All lines up to and including the one that contains "pub struct Layer" are to be transcribed exactly, starting from the first line of the records.

Stored data:

Content starts

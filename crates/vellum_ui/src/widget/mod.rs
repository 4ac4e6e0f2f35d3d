//! Widget system.
//!
//! Widgets own a group of scene shapes and put it on a layer while visible.

mod bubble;
mod tooltip;

pub use bubble::BubbleLayout;
pub use tooltip::{Tooltip, Visibility, TRIANGLE_SIZE};
//! Layers: the redrawable surface groups are stacked on.
//!
//! A layer owns the stacking order of its groups and counts redraw
//! requests. `batch()` only marks the layer dirty; the host loop decides
//! when to call [`Layer::draw`].

use std::cell::RefCell;
use std::rc::Rc;

use crate::group::SharedGroup;
use crate::node::NodeId;
use crate::render::SceneRenderer;

/// Layer handle passed to widgets. Widgets keep a weak reference.
pub type LayerHandle = Rc<RefCell<Layer>>;

/// Ordered set of groups drawn back to front.
#[derive(Debug)]
pub struct Layer {
    id: NodeId,
    /// Back-to-front; the last entry is on top.
    children: Vec<SharedGroup>,
    dirty: bool,
    batch_count: u64,
}

impl Layer {
    /// Creates an empty layer.
    #[must_use]
    pub fn new() -> Self {
        Self {
            id: NodeId::next(),
            children: Vec::with_capacity(16),
            dirty: false,
            batch_count: 0,
        }
    }

    /// Creates an empty layer behind a shared handle.
    #[must_use]
    pub fn shared() -> LayerHandle {
        Rc::new(RefCell::new(Self::new()))
    }

    /// Returns the node ID.
    #[must_use]
    pub const fn id(&self) -> NodeId {
        self.id
    }

    /// Adds a group on top of the stack.
    ///
    /// A group already on this layer is moved to the top instead of being
    /// added twice.
    pub fn add(&mut self, group: &SharedGroup) {
        let id = group.borrow().id();
        if let Some(index) = self.index_of(id) {
            self.children.remove(index);
        }
        self.children.push(Rc::clone(group));
        tracing::trace!(layer = self.id.raw(), group = id.raw(), "group added");
    }

    /// Removes a group. Returns false if it was not on this layer.
    pub fn remove(&mut self, id: NodeId) -> bool {
        let Some(index) = self.index_of(id) else {
            return false;
        };
        self.children.remove(index);
        tracing::trace!(layer = self.id.raw(), group = id.raw(), "group removed");
        true
    }

    /// Returns true if the group is on this layer.
    #[must_use]
    pub fn contains(&self, id: NodeId) -> bool {
        self.index_of(id).is_some()
    }

    /// Stacking position of a group (0 = bottom).
    #[must_use]
    pub fn index_of(&self, id: NodeId) -> Option<usize> {
        self.children.iter().position(|g| g.borrow().id() == id)
    }

    /// Raises a group above all its siblings. Returns false if absent.
    pub fn move_to_top(&mut self, id: NodeId) -> bool {
        let Some(index) = self.index_of(id) else {
            return false;
        };
        let group = self.children.remove(index);
        self.children.push(group);
        true
    }

    /// Groups back to front.
    #[must_use]
    pub fn children(&self) -> &[SharedGroup] {
        &self.children
    }

    /// Number of groups.
    #[must_use]
    pub fn len(&self) -> usize {
        self.children.len()
    }

    /// Returns true if no groups are on the layer.
    #[must_use]
    pub fn is_empty(&self) -> bool {
        self.children.is_empty()
    }

    /// Requests a redraw.
    pub fn batch(&mut self) {
        self.dirty = true;
        self.batch_count += 1;
        tracing::trace!(layer = self.id.raw(), requests = self.batch_count, "redraw requested");
    }

    /// Total redraw requests since creation.
    #[must_use]
    pub const fn batch_count(&self) -> u64 {
        self.batch_count
    }

    /// Returns true if a redraw was requested since the last draw.
    #[must_use]
    pub const fn is_dirty(&self) -> bool {
        self.dirty
    }

    /// Records every group back to front and clears the dirty flag.
    pub fn draw(&mut self, renderer: &mut SceneRenderer) {
        for group in &self.children {
            group.borrow().draw(renderer);
        }
        self.dirty = false;
    }
}

impl Default for Layer {
    fn default() -> Self {
        Self::new()
    }
}
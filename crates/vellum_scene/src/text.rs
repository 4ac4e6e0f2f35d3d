//! Text measurement.
//!
//! The scene never rasterizes glyphs. Widgets that size themselves from
//! their text ask a [`TextMeasure`] implementation for the extent instead.

use crate::geometry::BoundingBox;
use crate::style::{Font, FontStyle};

/// Measures the extent a string occupies when drawn with a font.
pub trait TextMeasure {
    /// Returns the bounding box of `text` drawn with `font`.
    ///
    /// Empty text must measure 0 × 0.
    fn measure(&self, text: &str, font: &Font) -> BoundingBox;
}

/// Fixed-advance estimator.
///
/// Every character advances `size * advance`; bold text is widened by
/// `bold_factor`. Each line is `size * line_height` tall.
#[derive(Debug, Clone, Copy, PartialEq)]
pub struct MonospaceMetrics {
    /// Advance per character as a fraction of the font size.
    pub advance: f32,
    /// Line height as a fraction of the font size.
    pub line_height: f32,
    /// Extra width multiplier applied to bold text.
    pub bold_factor: f32,
}

impl Default for MonospaceMetrics {
    fn default() -> Self {
        Self {
            advance: 0.6,
            line_height: 1.2,
            bold_factor: 1.1,
        }
    }
}

impl TextMeasure for MonospaceMetrics {
    #[allow(clippy::cast_precision_loss)]
    fn measure(&self, text: &str, font: &Font) -> BoundingBox {
        if text.is_empty() {
            return BoundingBox::EMPTY;
        }

        let widest = text.lines().map(|line| line.chars().count()).max().unwrap_or(0);
        let lines = text.lines().count().max(1);

        let mut width = widest as f32 * font.size * self.advance;
        if font.style == FontStyle::Bold {
            width *= self.bold_factor;
        }
        let height = lines as f32 * font.size * self.line_height;

        BoundingBox::from_size(width, height)
    }
}

/// Measures every non-empty string as the same box.
///
/// Useful when layout must not depend on the text content.
#[derive(Debug, Clone, Copy, PartialEq)]
pub struct FixedMetrics {
    /// Width of any non-empty string.
    pub width: f32,
    /// Height of any non-empty string.
    pub height: f32,
}

impl FixedMetrics {
    /// Creates a new fixed measurer.
    #[must_use]
    pub const fn new(width: f32, height: f32) -> Self {
        Self { width, height }
    }
}

impl TextMeasure for FixedMetrics {
    fn measure(&self, text: &str, _font: &Font) -> BoundingBox {
        if text.is_empty() {
            BoundingBox::EMPTY
        } else {
            BoundingBox::from_size(self.width, self.height)
        }
    }
}

#[cfg(test)]
mod tests {
    use super::*;

    #[test]
    fn test_empty_text_measures_zero() {
        let font = Font::default();

        assert_eq!(MonospaceMetrics::default().measure("", &font), BoundingBox::EMPTY);
        assert_eq!(FixedMetrics::new(40.0, 12.0).measure("", &font), BoundingBox::EMPTY);
    }

    #[test]
    fn test_monospace_widest_line_wins() {
        let metrics = MonospaceMetrics {
            advance: 0.5,
            line_height: 1.0,
            bold_factor: 1.0,
        };
        let font = Font::new("Verdana", FontStyle::Normal, 10.0);

        let bb = metrics.measure("abcd\nab", &font);
        assert_eq!(bb.width(), 20.0);
        assert_eq!(bb.height(), 20.0);
    }

    #[test]
    fn test_bold_is_wider() {
        let metrics = MonospaceMetrics::default();
        let normal = metrics.measure("value", &Font::new("Verdana", FontStyle::Normal, 10.0));
        let bold = metrics.measure("value", &Font::new("Verdana", FontStyle::Bold, 10.0));

        assert!(bold.width() > normal.width());
        assert_eq!(bold.height(), normal.height());
    }
}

Content ends

-- Solved exercise --
filename crates/vellum_ui/src/widget/mod.rs
repository 4ac4e6e0f2f35d3d
//! Widget system.
//!
//! Widgets own a group of scene shapes and put it on a layer while visible.

mod bubble;
mod tooltip;

pub use bubble::BubbleLayout;
pub use tooltip::{Tooltip, Visibility, TRIANGLE_SIZE};
//! Layers: the redrawable surface groups are stacked on.
//!
//! A layer owns the stacking order of its groups and counts redraw
//! requests. `batch()` only marks the layer dirty; the host loop decides
//! when to call [`Layer::draw`].

use std::cell::RefCell;
use std::rc::Rc;

use crate::group::SharedGroup;
use crate::node::NodeId;
use crate::render::SceneRenderer;

/// Layer handle passed to widgets. Widgets keep a weak reference.
pub type LayerHandle = Rc<RefCell<Layer>>;

/// Ordered set of groups drawn back to front.
#[derive(Debug)]
pub struct Layer {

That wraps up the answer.